Could New 'Smaller Reporting Company' Rules Affect GC Compensation?
In June of this year, the Securities and Exchange Commission (SEC) voted to approve rule amendments (referred to in this article as the amendments) that specifically expand the definition of the so-called “smaller reporting company.”
September 07, 2018 at 11:26 AM
6 minute read
Katayun I. Jaffari, left, and Kimberly W. Klayman, right of Ballard Spahr
In June of this year, the Securities and Exchange Commission (SEC) voted to approve rule amendments (referred to in this article as the amendments) that specifically expand the definition of the so-called “smaller reporting company.” The amendments, that become effective this September, will result in 966 additional companies becoming eligible for smaller reporting company status. As a result, almost 1,000 companies can take advantage of scaled-down disclosures in their periodic reports and proxy statements, which includes opting out of executive compensation disclosures entirely. This article explores whether such an opportunity could affect executive compensation decisions altogether.
Let us begin by reviewing the amendments. The definition of smaller reporting company, prior to the amendments, comprises of companies with a public float of less than $75 million. As result of the Amendments, smaller reporting companies will include all companies with a public float of less than $250 million, as well as companies with annual revenues of less than $100 million for the previous year and either no public float or a public float of less than $700 million. Why the change to the definition? It primarily stems from the current administration's desire to open the capital markets. In addition, SEC Chairman Jay Clayton previously explained that “expanding the smaller reporting company definition recognizes that a one-size regulatory structure for public companies does not fit all.”

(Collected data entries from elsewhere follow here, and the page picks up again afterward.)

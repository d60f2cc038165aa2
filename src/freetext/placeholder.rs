//! Placeholder titles assigned at ingestion time.
//!
//! Books imported from a photo feed get a date-stamped title such as
//! `2025-01-07 10:42` until someone catalogs them properly. Searching for
//! those would only produce false positives.

use std::sync::LazyLock;

use regex::Regex;

use super::traits::TemporaryTitlePredicate;

static DATE_PREFIX: LazyLock<Regex> =
    LazyLock::new(|| Regex::new(r"^\d{4}-\d{1,2}-\d{1,2}").expect("valid regex"));

/// Treats titles that start with a `YYYY-M-D` date as temporary.
#[derive(Debug, Clone, Copy, Default)]
pub struct DatePrefixedTitles;

impl TemporaryTitlePredicate for DatePrefixedTitles {
    fn is_temporary_title(&self, title: &str) -> bool {
        DATE_PREFIX.is_match(title)
    }
}

#[cfg(test)]
mod tests {
    use super::*;

    #[test]
    fn test_date_prefixed_titles() {
        let predicate = DatePrefixedTitles;
        assert!(predicate.is_temporary_title("2025-01-07"));
        assert!(predicate.is_temporary_title("2025-1-7 Shelf photo"));
        assert!(predicate.is_temporary_title("2024-12-31_14-05-00"));
    }

    #[test]
    fn test_real_titles() {
        let predicate = DatePrefixedTitles;
        assert!(!predicate.is_temporary_title("1984"));
        assert!(!predicate.is_temporary_title("The Year 2025-01"));
        assert!(!predicate.is_temporary_title(" 2025-01-07"));
        assert!(!predicate.is_temporary_title(""));
    }
}
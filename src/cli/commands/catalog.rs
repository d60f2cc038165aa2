//! Catalog maintenance.

use std::path::Path;

use tokio::runtime::Runtime;

use super::open_catalog;
use crate::db;

/// Add a book, creating its author on first use
pub fn cmd_add_book(
    rt: &Runtime,
    db_path: &Path,
    title: &str,
    author: Option<&str>,
) -> anyhow::Result<()> {
    if title.trim().is_empty() {
        anyhow::bail!("Title must not be empty");
    }

    rt.block_on(async {
        let pool = open_catalog(db_path).await?;
        let id = db::insert_book(&pool, title.trim(), author).await?;
        println!("Added book {}: {}", id, title.trim());
        Ok(())
    })
}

Under current securities rules, smaller reporting companies are eligible to provide scaled disclosure in periodic reports. For example, such companies only need to provide a two-year (as opposed to a three-year) management discussion and analysis comparison. These companies also do not need to provide risk factors in their filings. With respect to compensation, no discussion and analysis with regard to compensation decisions is required. Many have suggested that since the compensation disclosure rules were implemented over a decade ago, compensation decisions have been affected because companies are required to explain to shareholders their reasoning for all executive compensation decisions. By expanding the definition of smaller reporting company, more companies will be able to take advantage of the rules that permit companies to avoid disclosing the rationale for their executive compensation decisions and, consequently, elicit less public scrutiny of their executive compensation decisions.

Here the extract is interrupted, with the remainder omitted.